(214am) Computing Effective Bond Orders in Periodic Materials

While many methods are available for computing effective bond orders (EBOs) in non-periodic (e.g., molecular) systems, only a few methods are available for computing EBOs in periodic materials. The EBO between two atoms can be generically defined as the number of electrons exchanged between them. Different definitions of the exchange projectors lead to different EBO methods. This talk will describe a new method for computing EBOs in materials with any number (0, 1, 2, or 3) of periodic boundary conditions. The method's primary advantage is computational convenience: (a) it requires only the electron density and spin distribution as inputs, (b) its computational cost scales linearly with increasing unit cell size, and (c) it converges robustly.

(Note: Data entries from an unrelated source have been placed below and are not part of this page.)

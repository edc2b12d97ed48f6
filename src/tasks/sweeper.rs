//! Expiry Sweeper Task
//!
//! Background task that periodically removes expired cache entries.
//!
//! Lazy expiration alone would leak memory for write-once/never-read keys;
//! the sweeper reclaims those. Each run removes a bounded batch, and the
//! store locks one shard at a time during the sweep, so store operations are
//! never blocked for a full pass.

use std::time::Duration;

use tokio::sync::watch;
use tokio::task::JoinHandle;
use tracing::{debug, info};

use crate::cache::Store;

// == Sweeper Handle ==
/// Handle to a running sweeper task.
///
/// Dropping the handle without calling [`SweeperHandle::shutdown`] leaves
/// the task running detached; prefer an explicit shutdown so no sweep is
/// mid-flight afterwards.
#[derive(Debug)]
pub struct SweeperHandle {
    shutdown_tx: watch::Sender<bool>,
    handle: JoinHandle<()>,
}

impl SweeperHandle {
    /// Signals the sweeper to stop and waits for the task to finish.
    ///
    /// When this returns, no sweep is running and none will start.
    pub async fn shutdown(self) {
        let _ = self.shutdown_tx.send(true);
        let _ = self.handle.await;
    }

    /// Stops the sweeper without waiting for it to wind down.
    ///
    /// Used by the facade's Drop path, where awaiting is impossible.
    pub fn abort(self) {
        self.handle.abort();
    }
}

// == Spawn ==
/// Spawns the background sweeper.
///
/// The task wakes every `interval`, asks the store to reclaim up to
/// `batch_limit` expired entries, and reports what it removed. A run that
/// removes nothing is normal and only logged at debug level.
///
/// # Arguments
/// * `store` - Store to sweep (cheap clone, shares the underlying shards)
/// * `interval` - Time between sweep runs
/// * `batch_limit` - Maximum entries removed per run
pub fn spawn_sweeper(store: Store, interval: Duration, batch_limit: usize) -> SweeperHandle {
    let (shutdown_tx, mut shutdown_rx) = watch::channel(false);

    let handle = tokio::spawn(async move {
        info!(
            interval_ms = interval.as_millis() as u64,
            batch_limit, "expiry sweeper started"
        );

        loop {
            tokio::select! {
                _ = tokio::time::sleep(interval) => {
                    let removed = store.sweep_expired(batch_limit);
                    if removed > 0 {
                        info!(removed, "expiry sweep reclaimed entries");
                    } else {
                        debug!("expiry sweep found nothing to reclaim");
                    }
                }
                _ = shutdown_rx.changed() => {
                    debug!("expiry sweeper stopping");
                    break;
                }
            }
        }
    });

    SweeperHandle {
        shutdown_tx,
        handle,
    }
}

// == Unit Tests ==
#[cfg(test)]
mod tests {
    use super::*;
    use crate::cache::ManualClock;
    use crate::config::CacheConfig;
    use std::sync::Arc;

    fn store_with_clock() -> (Store, Arc<ManualClock>) {
        let clock = Arc::new(ManualClock::new(0));
        let store = Store::with_clock(&CacheConfig::default(), clock.clone());
        (store, clock)
    }

    #[tokio::test]
    async fn test_sweeper_reclaims_expired_entries() {
        let (store, clock) = store_with_clock();

        store
            .set("expire_soon", b"value".to_vec(), Some(Duration::from_millis(5)))
            .unwrap();

        let sweeper = spawn_sweeper(store.clone(), Duration::from_millis(10), 1024);

        clock.advance(Duration::from_millis(20));
        tokio::time::sleep(Duration::from_millis(50)).await;

        // Reclaimed by the sweep alone; no read ever touched the key
        assert_eq!(store.len(), 0);

        sweeper.shutdown().await;
    }

    #[tokio::test]
    async fn test_sweeper_preserves_valid_entries() {
        let (store, clock) = store_with_clock();

        store.set("long_lived", b"value".to_vec(), Some(Duration::from_secs(3600))).unwrap();
        store.set("immortal", b"value".to_vec(), None).unwrap();

        let sweeper = spawn_sweeper(store.clone(), Duration::from_millis(10), 1024);

        clock.advance(Duration::from_secs(60));
        tokio::time::sleep(Duration::from_millis(50)).await;

        assert_eq!(store.len(), 2);

        sweeper.shutdown().await;
    }

    #[tokio::test]
    async fn test_shutdown_joins_the_task() {
        let (store, _clock) = store_with_clock();

        let sweeper = spawn_sweeper(store, Duration::from_secs(3600), 1024);

        // Returns promptly even though the sweep interval is an hour
        tokio::time::timeout(Duration::from_secs(1), sweeper.shutdown())
            .await
            .expect("shutdown must not wait for the next sweep tick");
    }
}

The method's accuracy is assessed by careful comparisons to systems whose bond orders are inferred from experimental measurements and general chemical properties. These assessments show the method is highly accurate. For molecular systems, results are benchmarked against established methods for computing EBOs to further verify its accuracy and reliability. Results will be presented for a variety of systems including: (a) metallic solids, (b) covalently bonded solids, (c) ionic solids, (d) solid surfaces, and (e) molecular systems. These materials include non-magnetic systems, systems with collinear magnetism, and systems with non-collinear magnetism. Of particular note, the method is shown to be accurate for metallic conductors, which other EBO methods have difficulty describing.